Despite the squealing of exporters over the high pound and Asia's economic crisis, the UK is for the time being hanging onto its position as Europe's top location for inward investment. According to the Invest in Britain Bureau (IBB), the last financial year saw a record 600 inward investment projects, totalling £9.42 billion in capital expenditure. Consultants KPMG have announced a new peak of foreign takeovers of UK companies for the first half of the year, valued at $50 billion (£31.3 billion). So does the country's vaunted flexible labour markets and pro-business environment make it immune to foreign exchange worries or overseas recessions?
Not quite, admit those involved in investment decisions. But they like to argue that such investment, whether in the form of takeovers, greenfield projects or expanding existing production, is for the long term and not governed by today's exchange rate. While some exporters are suffering, investors should think years ahead and be reassured by the Government's commitment to euro convergence. They are also encouraged by a high pound, says Andrew Fraser, chief executive of IBB.
Britain's main attraction for foreign companies is its technological expertise and flexible workforce, says KPMG's Stephen Barrett. It also provides access to Europe's single market and English remains the international business language. The Asian crisis is not as threatening as it might be despite the withdrawal of Fujitsu earlier this year. The Asia-Pacific region accounted for only 2% of UK investment stock at the last count although Japan has been growing in importance in recent years.
If all this sounds like too much good news, others are less optimistic about future investment trends.
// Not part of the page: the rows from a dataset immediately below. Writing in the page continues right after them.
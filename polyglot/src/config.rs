//! Options for the upload and download pipelines.

use serde::{Deserialize, Serialize};

/// How entries without an in-band language are stored when the upload names one.
#[derive(Debug, Clone, Copy, PartialEq, Eq, Default, Deserialize, Serialize)]
#[serde(rename_all = "lowercase")]
pub enum UntaggedEntries {
    /// Stored as the suggested value; export keeps the fallback placeholder
    /// until someone validates it.
    #[default]
    Suggested,
    /// Stored as the validated value, like entries that declare their language.
    Validated,
    /// Not stored; only the resource and its source value are kept.
    Skip,
}

/// Behavior options for [`crate::ResourceFileService`].
#[derive(Debug, Clone, PartialEq, Eq, Deserialize, Serialize)]
#[serde(default)]
pub struct ServiceConfig {
    /// Export format used when a download does not name one.
    pub default_format: String,
    /// Language used when a download names none and the file has no translations.
    pub default_language: String,
    pub untagged_entries: UntaggedEntries,
    /// Status given to translations created by an upload.
    pub import_status: String,
}

impl Default for ServiceConfig {
    fn default() -> Self {
        ServiceConfig {
            default_format: ".resx".to_string(),
            default_language: "en".to_string(),
            untagged_entries: UntaggedEntries::default(),
            import_status: "imported".to_string(),
        }
    }
}

impl ServiceConfig {
    /// Creates default options.
    pub fn new() -> Self {
        Self::default()
    }

    pub fn with_default_format(mut self, format: impl Into<String>) -> Self {
        self.default_format = format.into();
        self
    }

    pub fn with_default_language(mut self, language: impl Into<String>) -> Self {
        self.default_language = language.into();
        self
    }

    pub fn with_untagged_entries(mut self, untagged_entries: UntaggedEntries) -> Self {
        self.untagged_entries = untagged_entries;
        self
    }

    pub fn with_import_status(mut self, status: impl Into<String>) -> Self {
        self.import_status = status.into();
        self
    }
}

#[cfg(test)]
mod tests {
    use super::*;

    #[test]
    fn test_defaults() {
        let config = ServiceConfig::new();
        assert_eq!(config.default_format, ".resx");
        assert_eq!(config.default_language, "en");
        assert_eq!(config.untagged_entries, UntaggedEntries::Suggested);
        assert_eq!(config.import_status, "imported");
    }

    #[test]
    fn test_builder() {
        let config = ServiceConfig::new()
            .with_default_format(".json")
            .with_default_language("fr")
            .with_untagged_entries(UntaggedEntries::Validated)
            .with_import_status("uploaded");
        assert_eq!(config.default_format, ".json");
        assert_eq!(config.default_language, "fr");
        assert_eq!(config.untagged_entries, UntaggedEntries::Validated);
        assert_eq!(config.import_status, "uploaded");
    }

    #[test]
    fn test_partial_deserialization_keeps_defaults() {
        let config: ServiceConfig =
            serde_json::from_str(r#"{"untagged_entries": "skip"}"#).unwrap();
        assert_eq!(config.untagged_entries, UntaggedEntries::Skip);
        assert_eq!(config.default_format, ".resx");
    }
}
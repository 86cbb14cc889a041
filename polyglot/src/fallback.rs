//! Value selection for exports.
//!
//! Every exporter resolves values through [`TranslationLookup`], so a missing
//! translation produces the same [`placeholder`] text in every format.

use std::{borrow::Cow, collections::HashMap};

use uuid::Uuid;

use crate::types::{ResourceTranslation, TranslatableResource};

/// Marker exported when `key` has no validated value in `language`.
///
/// ```rust
/// assert_eq!(polyglot::placeholder("Hello", "fr"), "##Hello in fr##");
/// ```
pub fn placeholder(key: &str, language: &str) -> String {
    format!("##{key} in {language}##")
}

/// Validated values of one language, indexed by resource id.
#[derive(Debug)]
pub struct TranslationLookup<'a> {
    language: &'a str,
    values: HashMap<Uuid, Option<&'a str>>,
}

impl<'a> TranslationLookup<'a> {
    /// Indexes the first translation of each resource in `language`.
    pub fn new(translations: &'a [ResourceTranslation], language: &'a str) -> Self {
        let mut values = HashMap::new();
        for translation in translations.iter().filter(|t| t.language == language) {
            values
                .entry(translation.translatable_resource_id)
                .or_insert_with(|| translation.exportable_value());
        }
        TranslationLookup { language, values }
    }

    pub fn language(&self) -> &'a str {
        self.language
    }

    /// The validated value of `resource`, or the placeholder.
    pub fn value_for(&self, resource: &TranslatableResource) -> Cow<'a, str> {
        match self.values.get(&resource.id).copied().flatten() {
            Some(value) => Cow::Borrowed(value),
            None => Cow::Owned(placeholder(&resource.key, self.language)),
        }
    }

    /// Number of resources with an exportable value.
    pub fn translated_count(&self) -> usize {
        self.values.values().filter(|v| v.is_some()).count()
    }
}
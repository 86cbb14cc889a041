use polyglot::{ResourceTranslation, store::ResourceFileSnapshot};
use unicode_width::{UnicodeWidthChar, UnicodeWidthStr};
use uuid::Uuid;

const MAX_VALUE_WIDTH: usize = 50;

/// One printed line of a resource file.
#[derive(Debug, Clone, PartialEq, Eq)]
pub struct Row {
    /// The resource id `validate --resource` takes.
    pub resource_id: Uuid,
    pub key: String,
    pub language: String,
    pub value: String,
    pub status: String,
}

/// Rows of `snapshot`, one per translation, or one per resource when
/// `language` is given (missing translations show as `-`).
pub fn rows(snapshot: &ResourceFileSnapshot, language: Option<&str>) -> Vec<Row> {
    let mut rows = Vec::new();
    for resource in &snapshot.resources {
        let translations: Vec<&ResourceTranslation> = snapshot
            .translations
            .iter()
            .filter(|t| t.translatable_resource_id == resource.id)
            .filter(|t| language.is_none_or(|l| t.language == l))
            .collect();

        if translations.is_empty() {
            rows.push(Row {
                resource_id: resource.id,
                key: resource.key.clone(),
                language: language.unwrap_or("-").to_string(),
                value: resource.source_value.clone(),
                status: "source only".to_string(),
            });
            continue;
        }
        for translation in translations {
            let (value, kind) = match (&translation.validated_value, &translation.suggested_value) {
                (Some(v), _) if !v.is_empty() => (v.clone(), ""),
                (_, Some(s)) => (s.clone(), " (suggested)"),
                _ => (String::new(), ""),
            };
            rows.push(Row {
                resource_id: resource.id,
                key: resource.key.clone(),
                language: translation.language.clone(),
                value,
                status: format!("{}{}", translation.status, kind),
            });
        }
    }
    rows
}

/// Print `rows` as an aligned table.
pub fn print_view(snapshot: &ResourceFileSnapshot, language: Option<&str>, full: bool) {
    let rows = rows(snapshot, language);
    println!("=== {} ({}) ===", snapshot.file.name, snapshot.file.id);
    println!("Resources: {}", snapshot.resources.len());
    if rows.is_empty() {
        return;
    }

    let ids: Vec<String> = rows.iter().map(|r| r.resource_id.to_string()).collect();
    let id_width = column_width(ids.iter().map(String::as_str), "Resource");
    let key_width = column_width(rows.iter().map(|r| r.key.as_str()), "Key");
    let lang_width = column_width(rows.iter().map(|r| r.language.as_str()), "Lang");
    let status_width = column_width(rows.iter().map(|r| r.status.as_str()), "Status");

    println!();
    println!(
        "{}  {}  {}  {}  Value",
        pad("Resource", id_width),
        pad("Key", key_width),
        pad("Lang", lang_width),
        pad("Status", status_width)
    );
    for (row, id) in rows.iter().zip(&ids) {
        let value = if full {
            row.value.clone()
        } else {
            truncate(&row.value, MAX_VALUE_WIDTH)
        };
        println!(
            "{}  {}  {}  {}  {}",
            pad(id, id_width),
            pad(&row.key, key_width),
            pad(&row.language, lang_width),
            pad(&row.status, status_width),
            value.replace('\n', "\\n")
        );
    }
}

fn column_width<'a>(values: impl Iterator<Item = &'a str>, header: &str) -> usize {
    values.map(UnicodeWidthStr::width).fold(header.width(), usize::max)
}

/// Pads `text` with spaces to `width` display columns.
pub fn pad(text: &str, width: usize) -> String {
    let padding = width.saturating_sub(text.width());
    format!("{}{}", text, " ".repeat(padding))
}

/// Cuts `text` to at most `max_width` display columns, ending with `...` when cut.
pub fn truncate(text: &str, max_width: usize) -> String {
    if text.width() <= max_width {
        return text.to_string();
    }
    let budget = max_width.saturating_sub(3);
    let mut width = 0;
    let mut out = String::new();
    for c in text.chars() {
        let w = c.width().unwrap_or(0);
        if width + w > budget {
            break;
        }
        width += w;
        out.push(c);
    }
    out.push_str("...");
    out
}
Ray Barrel, an economist at the National Institute of Economic and Social Research, argues that sterling has been high for two years but the effects of this are only now starting to influence investment decisions. This is particularly true of industries, such as electronics, where margins are already under pressure, agrees George Bennett, director of intellectual and property resources at Motorola and chairman of the Scottish Electronics Forum. 'Look at the closure of the Siemens semiconductor plant if you want an example of the pressures.' Siemens announced the closure of the north Tyneside plant, in which it had invested £800 million, at the end of July.
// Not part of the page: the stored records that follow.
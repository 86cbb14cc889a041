//! Support for .NET `.resx` resource files.
//!
//! Every `<data name="KEY">` element becomes one entry. RESX does not declare
//! its language, so parsed entries carry none; the uploader supplies it.

use quick_xml::{
    Reader, Writer,
    events::{BytesDecl, BytesEnd, BytesStart, BytesText, Event},
};
use std::io::{BufRead, Write};

use super::xml::{attribute, cdata_text, ensure_closed, read_text_content, write_text_element};
use crate::{
    error::Error,
    fallback::TranslationLookup,
    formats::FormatType,
    traits::{TranslationFileExporter, TranslationFileParser, read_text},
    types::{ResourceTranslation, TranslatableResource, TranslationEntry, TranslationFileParseResult},
};

const RESHEADERS: [(&str, &str); 4] = [
    ("resmimetype", "text/microsoft-resx"),
    ("version", "2.0"),
    (
        "reader",
        "System.Resources.ResXResourceReader, System.Windows.Forms, Version=4.0.0.0, Culture=neutral, PublicKeyToken=b77a5c561934e089",
    ),
    (
        "writer",
        "System.Resources.ResXResourceWriter, System.Windows.Forms, Version=4.0.0.0, Culture=neutral, PublicKeyToken=b77a5c561934e089",
    ),
];

/// The RESX format.
#[derive(Debug, Clone, Copy, Default)]
pub struct Format;

impl TranslationFileParser for Format {
    fn can_parse(&self, file_extension: &str) -> bool {
        file_extension.eq_ignore_ascii_case(FormatType::Resx.extension())
    }

    fn parse(&self, reader: &mut dyn BufRead) -> Result<TranslationFileParseResult, Error> {
        let text = read_text(reader)?;
        let mut xml_reader = Reader::from_str(&text);

        let mut result = TranslationFileParseResult::new();
        let mut depth = 0usize;

        loop {
            match xml_reader.read_event()? {
                Event::Start(ref e) if e.local_name().as_ref() == b"data" => {
                    let name = attribute(e, b"name")?;
                    let (value, comment) = parse_data_children(&mut xml_reader)?;
                    if let Some(name) = name.filter(|n| !n.is_empty()) {
                        result.push(
                            TranslationEntry::new(name, value.unwrap_or_default())
                                .with_description(comment),
                        );
                    }
                }
                Event::Empty(ref e) if e.local_name().as_ref() == b"data" => {
                    if let Some(name) = attribute(e, b"name")?.filter(|n| !n.is_empty()) {
                        result.push(TranslationEntry::new(name, String::new()));
                    }
                }
                Event::Start(_) => depth += 1,
                Event::End(_) => depth = depth.saturating_sub(1),
                Event::Eof => break,
                _ => {}
            }
        }
        ensure_closed(depth)?;

        log::debug!("parsed {} RESX entries", result.entries.len());
        Ok(result)
    }
}

/// Reads the children of a `<data>` element: its `<value>` and `<comment>` text.
fn parse_data_children(
    xml_reader: &mut Reader<&[u8]>,
) -> Result<(Option<String>, Option<String>), Error> {
    let mut value = None;
    let mut comment = None;
    let mut loose_text = String::new();

    loop {
        match xml_reader.read_event()? {
            Event::Start(ref e) => match e.local_name().as_ref() {
                b"value" => value = Some(read_text_content(xml_reader)?),
                b"comment" => comment = Some(read_text_content(xml_reader)?),
                _ => {
                    read_text_content(xml_reader)?;
                }
            },
            Event::Empty(ref e) if e.local_name().as_ref() == b"value" => {
                value = Some(String::new());
            }
            Event::Text(e) => loose_text.push_str(&e.unescape()?),
            Event::CData(e) => loose_text.push_str(&cdata_text(&e)?),
            Event::End(_) => break,
            Event::Eof => {
                return Err(Error::InvalidResource(
                    "unexpected end of document inside <data>".to_string(),
                ));
            }
            _ => {}
        }
    }

    // `<data name="k">text</data>` without a <value> child
    if value.is_none() && !loose_text.trim().is_empty() {
        value = Some(loose_text.trim().to_string());
    }
    Ok((value, comment))
}

impl TranslationFileExporter for Format {
    fn file_extension(&self) -> &'static str {
        FormatType::Resx.extension()
    }

    fn content_type(&self) -> &'static str {
        FormatType::Resx.content_type()
    }

    fn export_to(
        &self,
        resources: &[TranslatableResource],
        translations: &[ResourceTranslation],
        language: &str,
        writer: &mut dyn Write,
    ) -> Result<(), Error> {
        let lookup = TranslationLookup::new(translations, language);
        let mut xml_writer = Writer::new_with_indent(writer, b' ', 2);

        xml_writer.write_event(Event::Decl(BytesDecl::new("1.0", Some("utf-8"), None)))?;
        xml_writer.write_event(Event::Start(BytesStart::new("root")))?;

        for (name, value) in RESHEADERS {
            let mut header = BytesStart::new("resheader");
            header.push_attribute(("name", name));
            xml_writer.write_event(Event::Start(header))?;
            write_text_element(&mut xml_writer, "value", value)?;
            xml_writer.write_event(Event::End(BytesEnd::new("resheader")))?;
        }

        for resource in resources {
            let mut data = BytesStart::new("data");
            data.push_attribute(("name", resource.key.as_str()));
            data.push_attribute(("xml:space", "preserve"));
            xml_writer.write_event(Event::Start(data))?;
            write_text_element(&mut xml_writer, "value", &lookup.value_for(resource))?;
            if let Some(description) = &resource.description {
                write_text_element(&mut xml_writer, "comment", description)?;
            }
            xml_writer.write_event(Event::End(BytesEnd::new("data")))?;
        }

        xml_writer.write_event(Event::End(BytesEnd::new("root")))?;
        xml_writer.write_event(Event::Text(BytesText::new("\n")))?;

        log::debug!(
            "exported {} RESX resources for `{}` ({} translated)",
            resources.len(),
            language,
            lookup.translated_count()
        );
        Ok(())
    }
}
While Bennett recognises the advantages Britain can offer, he believes they will begin to count for less. He says the main threat to the UK's investment position is increasing worldwide competition - from countries such as Hungary and Poland. Productivity and educational levels are also rising all over the developing world. 'I believe when the euro allows us to compare costs across Europe, we will still be highly competitive,' says Bennett.
Britain may be in for a bumpy ride over the next 12 months, says Ernst and Young's Robert Crawford but he remains upbeat. He believes the UK's structural advantages and the expected growth in European markets will ensure that it remains the most popular location for overseas investors.
He sees no evidence to suggest that Labour policies such as signing up to the EU's Social Chapter and introducing a national minimum wage deter investors.